Carlo Ancelotti, uno degli allenatori più decorati della storia del calcio, si trova davanti a una nuova, affascinante sfida che potrebbe consacrarlo definitivamente nell'olimpo dei tecnici mondiali. Dopo aver dominato il panorama europeo per club, l'ex allenatore del Milan sta guidando la nazionale del Brasile durante la Coppa del Mondo 2026, con l'obiettivo di infrangere un record senza precedenti. Mai nella storia del calcio, infatti, un allenatore italiano è riuscito a sollevare la Coppa del Mondo sedendo sulla panchina di una selezione straniera. Per il tecnico emiliano questa avventura rappresenta un cerchio che si chiude, tornando a respirare l'atmosfera mondiale dopo l'esperienza del 1994, quando fu il braccio destro di Arrigo Sacchi nella spedizione azzurra terminata con la sfortunata finale di Pasadena, persa proprio contro i verdeoro ai calci di rigore.

Il cammino della Seleção in questa rassegna iridata è iniziato sotto i migliori auspici, confermando la solidità del progetto tecnico targato Ancelotti. Il Brasile ha concluso la fase a gironi al primo posto del Gruppo C, raccogliendo sette punti frutto di due vittorie e un pareggio nelle prime tre partite. Nonostante la concorrenza agguerrita del Marocco, che ha terminato con lo stesso punteggio, i sudamericani si sono assicurati il primato grazie a una migliore differenza reti, suggellata dal netto successo per 3-0 ottenuto nell'ultima sfida contro la Scozia. Questo risultato ha garantito l'accesso alla fase a eliminazione diretta, alimentando le speranze dei tifosi di Rio de Janeiro che attendono il sesto titolo mondiale dal lontano 2002, anno dell'ultimo trionfo ottenuto in Corea e Giappone.

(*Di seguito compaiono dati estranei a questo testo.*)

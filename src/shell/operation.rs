//! The closed vocabulary of shell operations and sets of them.

use std::collections::BTreeSet;
use std::fmt;

use serde::{Deserialize, Serialize};

/// A single operation a shell may expose.
///
/// Declaration order is the vocabulary order; it decides which operation is
/// reported first when several are missing.
#[derive(Debug, Clone, Copy, PartialEq, Eq, PartialOrd, Ord, Hash, Serialize, Deserialize)]
#[serde(rename_all = "lowercase")]
pub enum Operation {
    Execute,
    Read,
    Write,
    Upload,
    Unlink,
}

impl Operation {
    /// Every operation, in vocabulary order.
    pub const ALL: [Operation; 5] = [
        Operation::Execute,
        Operation::Read,
        Operation::Write,
        Operation::Upload,
        Operation::Unlink,
    ];

    /// Stable lowercase name, used in errors, logs and JSON.
    pub fn as_str(self) -> &'static str {
        match self {
            Operation::Execute => "execute",
            Operation::Read => "read",
            Operation::Write => "write",
            Operation::Upload => "upload",
            Operation::Unlink => "unlink",
        }
    }

    /// Parse an operation from its stable name.
    pub fn from_name(name: &str) -> Option<Self> {
        Self::ALL.into_iter().find(|op| op.as_str() == name)
    }
}

impl fmt::Display for Operation {
    fn fmt(&self, f: &mut fmt::Formatter<'_>) -> fmt::Result {
        f.write_str(self.as_str())
    }
}

/// An ordered set of operations.
#[derive(Debug, Clone, Default, PartialEq, Eq, Serialize, Deserialize)]
#[serde(transparent)]
pub struct OperationSet(BTreeSet<Operation>);

impl OperationSet {
    pub fn new() -> Self {
        Self::default()
    }

    pub fn insert(&mut self, op: Operation) -> bool {
        self.0.insert(op)
    }

    pub fn contains(&self, op: Operation) -> bool {
        self.0.contains(&op)
    }

    pub fn is_empty(&self) -> bool {
        self.0.is_empty()
    }

    pub fn len(&self) -> usize {
        self.0.len()
    }

    /// Operations in `self` that are absent from `available`.
    pub fn missing_from(&self, available: &OperationSet) -> OperationSet {
        Self(self.0.difference(&available.0).copied().collect())
    }

    pub fn union(&self, other: &OperationSet) -> OperationSet {
        Self(self.0.union(&other.0).copied().collect())
    }

    /// First operation in vocabulary order.
    pub fn first(&self) -> Option<Operation> {
        self.0.first().copied()
    }

    pub fn iter(&self) -> impl Iterator<Item = Operation> + '_ {
        self.0.iter().copied()
    }
}

impl FromIterator<Operation> for OperationSet {
    fn from_iter<I: IntoIterator<Item = Operation>>(iter: I) -> Self {
        Self(iter.into_iter().collect())
    }
}

impl From<&[Operation]> for OperationSet {
    fn from(ops: &[Operation]) -> Self {
        ops.iter().copied().collect()
    }
}

impl<const N: usize> From<[Operation; N]> for OperationSet {
    fn from(ops: [Operation; N]) -> Self {
        ops.into_iter().collect()
    }
}

impl fmt::Display for OperationSet {
    fn fmt(&self, f: &mut fmt::Formatter<'_>) -> fmt::Result {
        f.write_str("{")?;
        for (i, op) in self.iter().enumerate() {
            if i > 0 {
                f.write_str(", ")?;
            }
            f.write_str(op.as_str())?;
        }
        f.write_str("}")
    }
}

#[cfg(test)]
mod tests {
    use super::*;

    #[test]
    fn test_names_round_trip() {
        for op in Operation::ALL {
            assert_eq!(Operation::from_name(op.as_str()), Some(op));
        }
        assert_eq!(Operation::from_name("chmod"), None);
    }

    #[test]
    fn test_missing_from_is_set_difference() {
        let required = OperationSet::from([Operation::Write, Operation::Execute, Operation::Read]);
        let available = OperationSet::from([Operation::Read, Operation::Upload]);

        let missing = required.missing_from(&available);
        assert_eq!(missing, OperationSet::from([Operation::Execute, Operation::Write]));
    }

    #[test]
    fn test_first_follows_vocabulary_order() {
        let set = OperationSet::from([Operation::Unlink, Operation::Read, Operation::Write]);
        assert_eq!(set.first(), Some(Operation::Read));
        assert_eq!(OperationSet::new().first(), None);
    }

    #[test]
    fn test_display_and_json() {
        let set = OperationSet::from([Operation::Upload, Operation::Execute]);
        assert_eq!(set.to_string(), "{execute, upload}");
        assert_eq!(OperationSet::new().to_string(), "{}");

        let json = serde_json::to_string(&set).unwrap();
        assert_eq!(json, r#"["execute","upload"]"#);
    }
}
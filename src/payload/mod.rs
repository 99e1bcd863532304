//! Capability-checked payload execution.
//!
//! A [`Payload`] binds payload logic to at most one shell. Every invocation
//! goes through the same sequence:
//!
//! 1. compute the gap between what the mode requires and what the shell
//!    exposes right now,
//! 2. fail with [`PayloadError::MissingCapability`] if the gap is not empty,
//! 3. otherwise hand the logic a [`ShellAccess`] limited to the granted
//!    operations and return whatever the hook returns.
//!
//! Payload authors implement [`PayloadLogic`]. The checked entry points are
//! inherent methods of [`Payload`] and cannot be replaced.

mod access;
pub mod builtin;
mod catalog;
#[cfg(test)]
mod tests;

use std::fmt;

use serde::Serialize;
use serde_json::Value;
use tracing::{debug, info, warn};

use crate::error::PayloadError;
use crate::shell::{self, OperationSet, Shell};

pub use access::ShellAccess;
pub use catalog::PayloadCatalog;

/// Invocation mode.
#[derive(Debug, Clone, Copy, PartialEq, Eq, Serialize)]
#[serde(rename_all = "lowercase")]
pub enum Mode {
    /// Human-oriented text output
    Interactive,
    /// Machine-oriented JSON output
    Structured,
}

impl fmt::Display for Mode {
    fn fmt(&self, f: &mut fmt::Formatter<'_>) -> fmt::Result {
        match self {
            Mode::Interactive => f.write_str("interactive"),
            Mode::Structured => f.write_str("structured"),
        }
    }
}

/// Where an invocation is, for logging.
#[derive(Debug, Clone, Copy, PartialEq, Eq)]
enum Stage {
    Unchecked,
    CapabilityVerified,
    Delegated,
    Completed,
    Failed,
}

impl Stage {
    fn as_str(self) -> &'static str {
        match self {
            Stage::Unchecked => "unchecked",
            Stage::CapabilityVerified => "capability_verified",
            Stage::Delegated => "delegated",
            Stage::Completed => "completed",
            Stage::Failed => "failed",
        }
    }
}

/// The logic of one payload type.
///
/// Implementations declare what they need per mode and provide the two
/// hooks. Hooks only see the operations granted for their mode; anything
/// else fails with `MissingCapability` without reaching the shell.
///
/// With every default in place the payload declares nothing and both hooks
/// try to `execute`, so it is never runnable through `run` or `run_api`.
pub trait PayloadLogic: Send + Sync {
    /// Unique name, used by the catalogue and in errors.
    fn name(&self) -> &str;

    fn description(&self) -> &str {
        ""
    }

    /// Operations the interactive hook uses.
    fn interactive_requirements(&self) -> OperationSet {
        OperationSet::new()
    }

    /// Operations the structured hook uses; interactive ones unless overridden.
    fn structured_requirements(&self) -> OperationSet {
        self.interactive_requirements()
    }

    /// Payloads the hooks run through [`ShellAccess::exec_payload`].
    ///
    /// Their structured requirements count towards this payload's own, and
    /// running any payload not listed here is refused.
    fn nested(&self) -> Vec<&dyn PayloadLogic> {
        Vec::new()
    }

    fn run_interactive(
        &self,
        shell: &ShellAccess<'_>,
        argument: &str,
    ) -> Result<String, PayloadError> {
        shell.execute(argument)
    }

    fn run_structured(
        &self,
        shell: &ShellAccess<'_>,
        argument: &str,
    ) -> Result<Value, PayloadError> {
        shell.execute(argument).map(Value::String)
    }
}

/// `own` plus the structured requirements of every nested payload, recursively.
fn with_nested(logic: &dyn PayloadLogic, own: OperationSet) -> OperationSet {
    logic.nested().into_iter().fold(own, |acc, inner| {
        acc.union(&with_nested(inner, inner.structured_requirements()))
    })
}

/// Payload logic with no overrides.
#[derive(Debug, Default, Clone, Copy)]
pub struct BasePayload;

impl PayloadLogic for BasePayload {
    fn name(&self) -> &str {
        "base"
    }
}

/// Payload logic bound to a shell.
///
/// Holds no state between invocations; the same value can be invoked any
/// number of times. The shell is borrowed and never closed here.
#[derive(Clone, Copy)]
pub struct Payload<'a> {
    shell: Option<&'a dyn Shell>,
    logic: &'a dyn PayloadLogic,
}

impl<'a> Payload<'a> {
    pub fn new(shell: &'a dyn Shell, logic: &'a dyn PayloadLogic) -> Self {
        Self::bind(Some(shell), logic)
    }

    /// A payload with no shell; it behaves as if bound to a shell exposing nothing.
    pub fn unbound(logic: &'a dyn PayloadLogic) -> Self {
        Self::bind(None, logic)
    }

    pub fn bind(shell: Option<&'a dyn Shell>, logic: &'a dyn PayloadLogic) -> Self {
        Self { shell, logic }
    }

    pub fn name(&self) -> &'a str {
        self.logic.name()
    }

    pub fn shell(&self) -> Option<&'a dyn Shell> {
        self.shell
    }

    /// Operations required by `mode`, including those of nested payloads.
    pub fn requirements(&self, mode: Mode) -> OperationSet {
        with_nested(self.logic, self.declared(mode))
    }

    /// Required operations the bound shell does not expose, across both modes.
    ///
    /// Empty means both `run` and `run_api` pass their capability check.
    pub fn can_run(&self) -> OperationSet {
        self.requirements(Mode::Interactive)
            .union(&self.requirements(Mode::Structured))
            .missing_from(&self.available())
    }

    /// Required operations the bound shell does not expose, for one mode.
    pub fn can_run_mode(&self, mode: Mode) -> OperationSet {
        self.requirements(mode).missing_from(&self.available())
    }

    /// Interactive invocation, returning text.
    pub fn run(&self, argument: &str) -> Result<String, PayloadError> {
        let access = self.verify(Mode::Interactive)?;
        self.trace(Mode::Interactive, Stage::Delegated);
        let result = self.logic.run_interactive(&access, argument);
        self.finish(Mode::Interactive, result)
    }

    /// Structured invocation, returning JSON.
    pub fn run_api(&self, argument: &str) -> Result<Value, PayloadError> {
        let access = self.verify(Mode::Structured)?;
        self.trace(Mode::Structured, Stage::Delegated);
        let result = self.logic.run_structured(&access, argument);
        self.finish(Mode::Structured, result)
    }

    /// Operations the logic's own hook uses in `mode`.
    fn declared(&self, mode: Mode) -> OperationSet {
        match mode {
            Mode::Interactive => self.logic.interactive_requirements(),
            Mode::Structured => self.logic.structured_requirements(),
        }
    }

    fn available(&self) -> OperationSet {
        self.shell.map(|s| shell::capabilities(s)).unwrap_or_default()
    }

    fn verify(&self, mode: Mode) -> Result<ShellAccess<'a>, PayloadError> {
        self.trace(mode, Stage::Unchecked);

        let missing = self.requirements(mode).missing_from(&self.available());
        if let Some(err) = PayloadError::missing(self.name(), missing) {
            warn!(
                payload = self.name(),
                %mode,
                shell = self.shell_name(),
                stage = Stage::Failed.as_str(),
                "{}",
                err
            );
            return Err(err);
        }

        self.trace(mode, Stage::CapabilityVerified);
        let nested = self.logic.nested().into_iter().map(|l| l.name()).collect();
        Ok(ShellAccess::new(self.name(), self.shell, self.declared(mode), nested))
    }

    fn finish<T>(&self, mode: Mode, result: Result<T, PayloadError>) -> Result<T, PayloadError> {
        match &result {
            Ok(_) => info!(
                payload = self.name(),
                %mode,
                shell = self.shell_name(),
                stage = Stage::Completed.as_str(),
                "payload completed"
            ),
            Err(e) => warn!(
                payload = self.name(),
                %mode,
                shell = self.shell_name(),
                stage = Stage::Failed.as_str(),
                "payload failed: {}",
                e
            ),
        }
        result
    }

    fn trace(&self, mode: Mode, stage: Stage) {
        debug!(
            payload = self.name(),
            %mode,
            shell = self.shell_name(),
            stage = stage.as_str()
        );
    }

    fn shell_name(&self) -> &'a str {
        self.shell.map_or("none", |s| s.name())
    }
}

impl fmt::Debug for Payload<'_> {
    fn fmt(&self, f: &mut fmt::Formatter<'_>) -> fmt::Result {
        f.debug_struct("Payload")
            .field("name", &self.name())
            .field("shell", &self.shell_name())
            .finish()
    }
}
//! Configuration for the host binary.
//!
//! Values come from, in order of precedence:
//! 1. environment variables (`RUSTY_PAYLOAD_SHELL`, `RUSTY_PAYLOAD_LOG_DIR`)
//! 2. a JSON config file (explicit `--config`, or `~/.rusty-payload/config.json` when present)
//! 3. built-in defaults
//!
//! Values are taken as given; path validation happens before they get here.

use std::fs;
use std::path::{Path, PathBuf};

use anyhow::Context as _;
use serde::{Deserialize, Serialize};

use crate::shell::LocalShellConfig;

pub const ENV_SHELL: &str = "RUSTY_PAYLOAD_SHELL";
pub const ENV_LOG_DIR: &str = "RUSTY_PAYLOAD_LOG_DIR";

#[derive(Debug, Clone, Default, Serialize, Deserialize)]
#[serde(default)]
pub struct Config {
    pub shell: LocalShellConfig,
    pub log: LogConfig,
}

#[derive(Debug, Clone, Serialize, Deserialize)]
#[serde(default)]
pub struct LogConfig {
    /// Directory receiving one log file per run.
    pub dir: PathBuf,
    /// Filter used when `RUST_LOG` is not set.
    pub filter: String,
}

impl Default for LogConfig {
    fn default() -> Self {
        Self {
            dir: home_dir().join(".rusty-payload").join("logs"),
            filter: "info".to_string(),
        }
    }
}

fn home_dir() -> PathBuf {
    std::env::var_os("HOME")
        .map(PathBuf::from)
        .unwrap_or_else(|| PathBuf::from("."))
}

pub fn default_config_path() -> PathBuf {
    home_dir().join(".rusty-payload").join("config.json")
}

pub fn load(path: &Path) -> anyhow::Result<Config> {
    let raw = fs::read_to_string(path)
        .with_context(|| format!("Failed to read {}", path.display()))?;
    let config: Config = serde_json::from_str(&raw)
        .with_context(|| format!("Invalid config JSON at {}", path.display()))?;
    Ok(config)
}

impl Config {
    /// Load the effective configuration.
    ///
    /// An explicit path must exist; the default path is optional.
    pub fn resolve(explicit: Option<&Path>) -> anyhow::Result<Self> {
        let mut config = match explicit {
            Some(path) => load(path)?,
            None => {
                let path = default_config_path();
                if path.is_file() {
                    load(&path)?
                } else {
                    Config::default()
                }
            }
        };
        config.apply_env(|key| std::env::var(key).ok());
        Ok(config)
    }

    /// Apply overrides from `lookup`, which maps variable names to values.
    pub fn apply_env(&mut self, lookup: impl Fn(&str) -> Option<String>) {
        if let Some(program) = lookup(ENV_SHELL).filter(|v| !v.is_empty()) {
            self.shell.program = program;
        }
        if let Some(dir) = lookup(ENV_LOG_DIR).filter(|v| !v.is_empty()) {
            self.log.dir = PathBuf::from(dir);
        }
    }
}
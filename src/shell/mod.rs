//! Shell abstraction: an established execution channel on a target.
//!
//! Each operation lives in its own trait. A shell exposes an operation by
//! returning `Some` from the matching accessor on [`Shell`]; the defaults
//! return `None`, so a shell that implements nothing exposes nothing.
//! [`capabilities`] derives the capability set from those same accessors,
//! which are also what payloads dispatch through.

mod local;
mod operation;
#[cfg(test)]
pub(crate) mod testing;

pub use local::{LocalShell, LocalShellConfig};
pub use operation::{Operation, OperationSet};

use crate::error::ShellError;

/// Run a command on the target and return its output.
pub trait Execute {
    fn execute(&self, command: &str) -> Result<String, ShellError>;
}

/// Read a file from the target as text.
pub trait Read {
    fn read(&self, path: &str) -> Result<String, ShellError>;
}

/// Create or replace a text file on the target.
pub trait Write {
    fn write(&self, path: &str, content: &str) -> Result<(), ShellError>;
}

/// Transfer raw bytes to a path on the target.
pub trait Upload {
    fn upload(&self, contents: &[u8], destination: &str) -> Result<(), ShellError>;
}

/// Remove a file on the target.
pub trait Unlink {
    fn unlink(&self, path: &str) -> Result<(), ShellError>;
}

/// An execution channel exposing a subset of the operation vocabulary.
///
/// Implementations are owned by whoever established the channel. Payloads
/// only borrow them and never close them.
pub trait Shell: Send + Sync {
    /// Human-readable name, used in logs.
    fn name(&self) -> &str;

    fn as_execute(&self) -> Option<&dyn Execute> {
        None
    }

    fn as_read(&self) -> Option<&dyn Read> {
        None
    }

    fn as_write(&self) -> Option<&dyn Write> {
        None
    }

    fn as_upload(&self) -> Option<&dyn Upload> {
        None
    }

    fn as_unlink(&self) -> Option<&dyn Unlink> {
        None
    }
}

/// Whether `shell` currently exposes `op`.
pub fn provides<S: Shell + ?Sized>(shell: &S, op: Operation) -> bool {
    match op {
        Operation::Execute => shell.as_execute().is_some(),
        Operation::Read => shell.as_read().is_some(),
        Operation::Write => shell.as_write().is_some(),
        Operation::Upload => shell.as_upload().is_some(),
        Operation::Unlink => shell.as_unlink().is_some(),
    }
}

/// The operations `shell` exposes right now.
pub fn capabilities<S: Shell + ?Sized>(shell: &S) -> OperationSet {
    Operation::ALL
        .into_iter()
        .filter(|op| provides(shell, *op))
        .collect()
}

Al termine della vittoriosa gara contro gli scozzesi, Ancelotti ha espresso la sua soddisfazione per i progressi mostrati dal gruppo, sottolineando come la coesione collettiva sia il vero punto di forza della squadra attuale. "Adesso stiamo giocando come una vera squadra, ed era questo il nostro obiettivo primario", ha dichiarato il tecnico ai microfoni della stampa internazionale. Pur ammettendo che ci sono ancora margini di miglioramento, specialmente nella velocità di manovra durante le fasi di controllo del pallone, Ancelotti ha evidenziato l'importanza della solidità difensiva in vista degli scontri diretti. Secondo l'allenatore, la squadra ha acquisito un ritmo superiore e commette molti meno errori rispetto all'esordio, diventando estremamente efficace sotto porta e difficile da scardinare per gli avversari.

Uno dei protagonisti assoluti di questa cavalcata è senza dubbio Vinicius Junior, che sotto la guida del suo mentore ai tempi del Real Madrid sta vivendo un Mondiale da assoluto fuoriclasse. L'attaccante ha già messo a segno quattro reti in appena tre partite, dimostrando una maturità realizzativa impressionante che include persino un insolito gol di testa. Ancelotti non ha risparmiato elogi per il suo pupillo, definendolo uno dei migliori calciatori al mondo e sottolineando l'onore che il ragazzo prova nel vestire la maglia della nazionale. Questo successo internazionale andrebbe ad aggiungersi a un palmarès leggendario, che vede Ancelotti come l'unico tecnico capace di vincere il titolo nazionale in tutti i cinque principali campionati europei e di conquistare per ben cinque volte la Champions League.

La missione di Ancelotti tra Stati Uniti, Messico e Canada non è solo una questione di bacheca, ma un tentativo di ridefinire i confini del successo per un allenatore italiano all'estero. Dopo aver trionfato con club prestigiosi come Chelsea, Paris Saint-Germain, Bayern Monaco e Real Madrid, la sfida della nazionale brasiliana rappresenta l'ultimo tassello di una carriera irripetibile. La pressione è altissima, poiché il Brasile non accetta altro risultato che la vittoria finale, ma l'esperienza e la calma olimpica di Carletto sembrano essere gli ingredienti perfetti per gestire le aspettative di un intero popolo. Se dovesse riuscire nell'impresa di riportare la coppa a casa, Ancelotti non solo scriverebbe una pagina indelebile di storia, ma confermerebbe la superiorità della scuola tattica italiana a livello globale.